Different ways of specifying the resource requirement are possible with co-operation of generator and alloc_func (eg. number of workers to use, proportion of resources - and potentially type of node). Note that there is only currently one example that is doing this in the regression tests - and it does not make use of jobcontroller or auto-resources. Instead, it takes the libEnsemble machinefile as an argument. I intend to create a forces example variant which will make use of this feature.
For this feature to work with the current auto-resources implementation will require an addition to the worker code to sample the blocked worker list and re-compute the current worker resource if the list has changed.
To do this with a non-jobcontroller based manager-side resource setup, the required resources for each calc will be determined in the allocation function (by accessing the resource module) and provided to workers via libe_info.
Potential waste in default setup
One simple frustration with the default behaviour of dividing up resources among workers is that this will apply a share of resources to workers running a generator. Often these don't require resources (outside of libensemble code itself) and are wasted while the generator is running. In some examples, the generator is very quick and so this does not impact resource usage very much. In the case of longer running generators or persistent generators this could be a significant waste.
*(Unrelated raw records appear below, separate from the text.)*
//! Bar feeds.

pub mod provider;

pub use provider::{filter_range, BarFeed, DataError, InMemoryFeed};
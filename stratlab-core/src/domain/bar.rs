//! Bar: the fundamental market data unit.

use chrono::NaiveDate;
use serde::{Deserialize, Serialize};

/// Daily OHLCV bar for a single symbol.
///
/// Bars are immutable once loaded. A sequence handed to the engine must be
/// strictly increasing in `date`.
#[derive(Debug, Clone, PartialEq, Serialize, Deserialize)]
pub struct Bar {
    pub symbol: String,
    pub date: NaiveDate,
    pub open: f64,
    pub high: f64,
    pub low: f64,
    pub close: f64,
    pub volume: u64,
}

impl Bar {
    /// Returns true if any OHLC field is NaN (void bar).
    pub fn is_void(&self) -> bool {
        self.open.is_nan() || self.high.is_nan() || self.low.is_nan() || self.close.is_nan()
    }

    /// Basic OHLC sanity check: high is the top of the range, low the bottom,
    /// prices strictly positive.
    pub fn is_sane(&self) -> bool {
        if self.is_void() {
            return false;
        }
        self.high >= self.low
            && self.high >= self.open
            && self.high >= self.close
            && self.low <= self.open
            && self.low <= self.close
            && self.open > 0.0
            && self.close > 0.0
    }

    pub fn volume_f64(&self) -> f64 {
        self.volume as f64
    }
}

/// Returns the index of the first bar whose date does not strictly follow its
/// predecessor, if any.
pub fn first_out_of_order(bars: &[Bar]) -> Option<usize> {
    bars.windows(2)
        .position(|w| w[1].date <= w[0].date)
        .map(|i| i + 1)
}
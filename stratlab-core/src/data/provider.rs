//! Bar feed trait and structured data errors.
//!
//! The feed abstracts over data sources (CSV files, in-memory fixtures) so
//! the driver can be handed any of them. An empty result is valid: the feed
//! had nothing for that symbol and range, and the engine emits no actions.

use chrono::NaiveDate;
use thiserror::Error;
use tracing::warn;

use crate::domain::{first_out_of_order, Bar};

#[derive(Debug, Error)]
pub enum DataError {
    #[error("bars for {symbol} are not strictly increasing in date at row {index}")]
    OutOfOrder { symbol: String, index: usize },

    #[error("invalid date range: start {start} is after end {end}")]
    InvalidRange { start: NaiveDate, end: NaiveDate },

    #[error("failed to read {path}: {source}")]
    Io {
        path: String,
        #[source]
        source: std::io::Error,
    },

    #[error("malformed bar data: {0}")]
    Malformed(String),
}

/// Source of ordered daily bars.
pub trait BarFeed: Send + Sync {
    fn name(&self) -> &str;

    /// Bars for `symbol` with `start <= date <= end` (either bound optional),
    /// strictly increasing in date.
    fn bars(
        &self,
        symbol: &str,
        start: Option<NaiveDate>,
        end: Option<NaiveDate>,
    ) -> Result<Vec<Bar>, DataError>;
}

/// Keep bars inside an optional inclusive date range.
pub fn filter_range(
    bars: impl IntoIterator<Item = Bar>,
    start: Option<NaiveDate>,
    end: Option<NaiveDate>,
) -> Result<Vec<Bar>, DataError> {
    if let (Some(start), Some(end)) = (start, end) {
        if start > end {
            return Err(DataError::InvalidRange { start, end });
        }
    }
    Ok(bars
        .into_iter()
        .filter(|b| start.map_or(true, |s| b.date >= s) && end.map_or(true, |e| b.date <= e))
        .collect())
}

/// Feed over bars already held in memory, one series per symbol.
#[derive(Debug, Clone, Default)]
pub struct InMemoryFeed {
    series: Vec<(String, Vec<Bar>)>,
}

impl InMemoryFeed {
    pub fn new() -> Self {
        Self::default()
    }

    /// Register a series. Rejects bars that are not strictly date-ordered.
    pub fn insert(&mut self, symbol: impl Into<String>, bars: Vec<Bar>) -> Result<(), DataError> {
        let symbol = symbol.into();
        if let Some(index) = first_out_of_order(&bars) {
            return Err(DataError::OutOfOrder { symbol, index });
        }
        self.series.retain(|(s, _)| *s != symbol);
        self.series.push((symbol, bars));
        Ok(())
    }
}

impl BarFeed for InMemoryFeed {
    fn name(&self) -> &str {
        "in_memory"
    }

    fn bars(
        &self,
        symbol: &str,
        start: Option<NaiveDate>,
        end: Option<NaiveDate>,
    ) -> Result<Vec<Bar>, DataError> {
        let bars = match self.series.iter().find(|(s, _)| s == symbol) {
            Some((_, bars)) => bars.as_slice(),
            None => {
                warn!(feed = self.name(), symbol, "no bars for symbol");
                &[]
            }
        };
        filter_range(bars.iter().cloned(), start, end)
    }
}
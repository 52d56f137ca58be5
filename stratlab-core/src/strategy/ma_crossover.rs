//! Dual moving-average crossover strategy.
//!
//! Entry on a golden cross (fast crosses above slow), exit on a death
//! cross, guarded by a fixed stop-loss.

use tracing::debug;

use crate::components::condition::Condition;
use crate::components::indicator::{Indicator, IndicatorSeries};
use crate::domain::{PositionState, Reason};
use crate::indicators::{PriceSource, Sma};

use super::config::MaCrossoverParams;
use super::context::{BarContext, EvalError};
use super::overlay::RiskOverlay;
use super::{StrategyKind, StrategyRules};

/// Current bar: fast > slow. Previous bar: fast <= slow.
pub fn crossed_above(fast: &IndicatorSeries<'_>, slow: &IndicatorSeries<'_>) -> Condition {
    match (fast.current(), slow.current(), fast.previous(), slow.previous()) {
        (Some(fc), Some(sc), Some(fp), Some(sp)) => Condition::from_bool(fc > sc && fp <= sp),
        _ => Condition::Undefined,
    }
}

/// Current bar: fast < slow. Previous bar: fast >= slow.
pub fn crossed_below(fast: &IndicatorSeries<'_>, slow: &IndicatorSeries<'_>) -> Condition {
    match (fast.current(), slow.current(), fast.previous(), slow.previous()) {
        (Some(fc), Some(sc), Some(fp), Some(sp)) => Condition::from_bool(fc < sc && fp >= sp),
        _ => Condition::Undefined,
    }
}

#[derive(Debug, Clone)]
pub struct MaCrossoverRules {
    params: MaCrossoverParams,
    fast_key: String,
    slow_key: String,
    overlays: [RiskOverlay; 1],
}

impl MaCrossoverRules {
    pub fn new(params: MaCrossoverParams) -> Self {
        Self {
            fast_key: Sma::key(params.fast_period, PriceSource::Close),
            slow_key: Sma::key(params.slow_period, PriceSource::Close),
            overlays: [RiskOverlay::StopLoss {
                pct: params.stop_loss_pct,
            }],
            params,
        }
    }
}

impl StrategyRules for MaCrossoverRules {
    fn kind(&self) -> StrategyKind {
        StrategyKind::MaCrossover
    }

    fn required_indicators(&self) -> Vec<Box<dyn Indicator>> {
        vec![
            Box::new(Sma::new(self.params.fast_period)),
            Box::new(Sma::new(self.params.slow_period)),
        ]
    }

    fn entry(&self, ctx: &BarContext<'_>) -> Result<Option<Reason>, EvalError> {
        let fast = ctx.series(&self.fast_key)?;
        let slow = ctx.series(&self.slow_key)?;
        let golden = crossed_above(&fast, &slow);
        debug!(bar = ctx.index(), %golden, "ma_crossover entry");
        Ok(golden.holds().then_some(Reason::GoldenCross))
    }

    fn exit(
        &self,
        ctx: &BarContext<'_>,
        _position: &PositionState,
    ) -> Result<Option<Reason>, EvalError> {
        let fast = ctx.series(&self.fast_key)?;
        let slow = ctx.series(&self.slow_key)?;
        Ok(crossed_below(&fast, &slow)
            .holds()
            .then_some(Reason::DeathCross))
    }

    fn risk_overlays(&self) -> &[RiskOverlay] {
        &self.overlays
    }
}
//! Loading `hoist.ini` from the working directory.
//!
//! Only the `[DEFAULT]` section is consulted. Lines before any section
//! header belong to it as well; other sections are parsed and ignored.

use std::collections::HashMap;
use std::fs;
use std::path::{Path, PathBuf};

use super::interpolation::interpolate;
use crate::error::{HoistError, Result};

/// Name of the config file expected in the working directory.
pub const CONFIG_FILE: &str = "hoist.ini";

const DEFAULT_SECTION: &str = "DEFAULT";

/// Key/value view of the DEFAULT section of an INI file.
#[derive(Debug, Clone)]
pub struct IniConfig {
    path: PathBuf,
    defaults: HashMap<String, String>,
}

impl IniConfig {
    /// Load [`CONFIG_FILE`] from `dir`.
    ///
    /// # Errors
    ///
    /// Returns `ConfigNotFound` if the file doesn't exist.
    /// Returns `InvalidConfig` if a line cannot be parsed.
    pub fn load(dir: &Path) -> Result<Self> {
        let path = dir.join(CONFIG_FILE);
        let content = fs::read_to_string(&path).map_err(|e| {
            if e.kind() == std::io::ErrorKind::NotFound {
                HoistError::ConfigNotFound {
                    path: path.clone(),
                    file: CONFIG_FILE.to_string(),
                }
            } else {
                HoistError::Io(e)
            }
        })?;
        let config = Self::parse(&path, &content)?;
        tracing::debug!(
            "Loaded {} keys from {}",
            config.defaults.len(),
            config.path().display()
        );
        Ok(config)
    }

    /// Parse INI text; `path` is only used in messages.
    pub fn parse(path: &Path, content: &str) -> Result<Self> {
        let mut defaults: HashMap<String, String> = HashMap::new();
        let mut in_default = true;
        let mut last_key: Option<String> = None;

        for (index, raw_line) in content.lines().enumerate() {
            let line_no = index + 1;
            let line = raw_line.trim_end();
            let trimmed = line.trim_start();

            if trimmed.is_empty() {
                last_key = None;
                continue;
            }
            if trimmed.starts_with('#') || trimmed.starts_with(';') {
                continue;
            }

            // Indented lines continue the previous value.
            if line.len() != trimmed.len() {
                if let Some(key) = &last_key {
                    if in_default {
                        if let Some(value) = defaults.get_mut(key) {
                            value.push('\n');
                            value.push_str(trimmed);
                        }
                    }
                    continue;
                }
            }

            if let Some(header) = trimmed.strip_prefix('[') {
                let name = header
                    .strip_suffix(']')
                    .ok_or_else(|| invalid(path, line_no, "unterminated section header"))?;
                in_default = name.trim() == DEFAULT_SECTION;
                last_key = None;
                continue;
            }

            let split = trimmed
                .find(['=', ':'])
                .ok_or_else(|| invalid(path, line_no, "expected 'key = value'"))?;
            let key = trimmed[..split].trim().to_lowercase();
            let value = trimmed[split + 1..].trim().to_string();
            if key.is_empty() {
                return Err(invalid(path, line_no, "empty key"));
            }

            if in_default {
                if defaults.contains_key(&key) {
                    return Err(invalid(path, line_no, &format!("duplicate key '{key}'")));
                }
                defaults.insert(key.clone(), value);
            }
            last_key = Some(key);
        }

        Ok(Self {
            path: path.to_path_buf(),
            defaults,
        })
    }

    /// Path the config was read from.
    pub fn path(&self) -> &Path {
        &self.path
    }

    /// File name used in diagnostics.
    pub fn file_name(&self) -> String {
        self.path
            .file_name()
            .map(|n| n.to_string_lossy().into_owned())
            .unwrap_or_else(|| CONFIG_FILE.to_string())
    }

    /// Look up an optional key; `raw` skips interpolation.
    pub fn get(&self, key: &str, raw: bool) -> Result<Option<String>> {
        let Some(value) = self.defaults.get(&key.to_lowercase()) else {
            return Ok(None);
        };
        if raw {
            return Ok(Some(value.clone()));
        }
        interpolate(key, value, &self.defaults).map(Some)
    }

    /// Look up a key that must be present.
    ///
    /// # Errors
    ///
    /// Returns `MissingConfigKey` naming the key and the config file.
    pub fn get_required(&self, key: &str, raw: bool) -> Result<String> {
        self.get(key, raw)?
            .ok_or_else(|| HoistError::MissingConfigKey {
                key: key.to_string(),
                file: self.file_name(),
            })
    }

    /// Look up an optional boolean (`1/yes/true/on`, `0/no/false/off`).
    pub fn get_bool(&self, key: &str) -> Result<Option<bool>> {
        let Some(value) = self.get(key, false)? else {
            return Ok(None);
        };
        match value.to_lowercase().as_str() {
            "1" | "yes" | "true" | "on" => Ok(Some(true)),
            "0" | "no" | "false" | "off" => Ok(Some(false)),
            _ => Err(HoistError::InvalidConfig {
                message: format!("'{key}' in {} is not a boolean: {value:?}", self.file_name()),
            }),
        }
    }
}

fn invalid(path: &Path, line_no: usize, message: &str) -> HoistError {
    HoistError::InvalidConfig {
        message: format!("{}:{line_no}: {message}", path.display()),
    }
}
If a worker running a generator (possibly persistent) does not require resources, the default division of resources to workers would want to subtract one from the worker count when calculating the other workers share. Note that even with persistent workers, this is not necessarily a permanent state. To safely do this, in the context of statically controlled application scheduling (ie. explicitly managing resources and not over-subscribing) implies a synchronisation point for all those remaining workers. That is, instead of stealing worker resources and blocking, a re-partition command would be sent (via libe_info), but this would have to cycle until all those workers were available to prevent potential clashes of resources.
A repartition from using zero-resource persistent worker to not - would likely cause an uneven (and possibly) unachievable partition. The user would need to be aware of this.
Limitations of manager-side auto-resources.
Issue of probing on-node resources
To determine on-node resources such as core count, currently workers examine available information and if necessary launch a probe onto the nodes to perform a count. Under some circumstances this may be either costly or impossible to do from the manager directly. So on-node resource determination may still require a worker-side component.
Pools of resources
For scenarios with different node types or other heterogeneous resources (including the possibility of different machines over TCP), separation of available resources into pools may be required. Again, generator options and co-operating allocation functions could be used to assign workers to pools.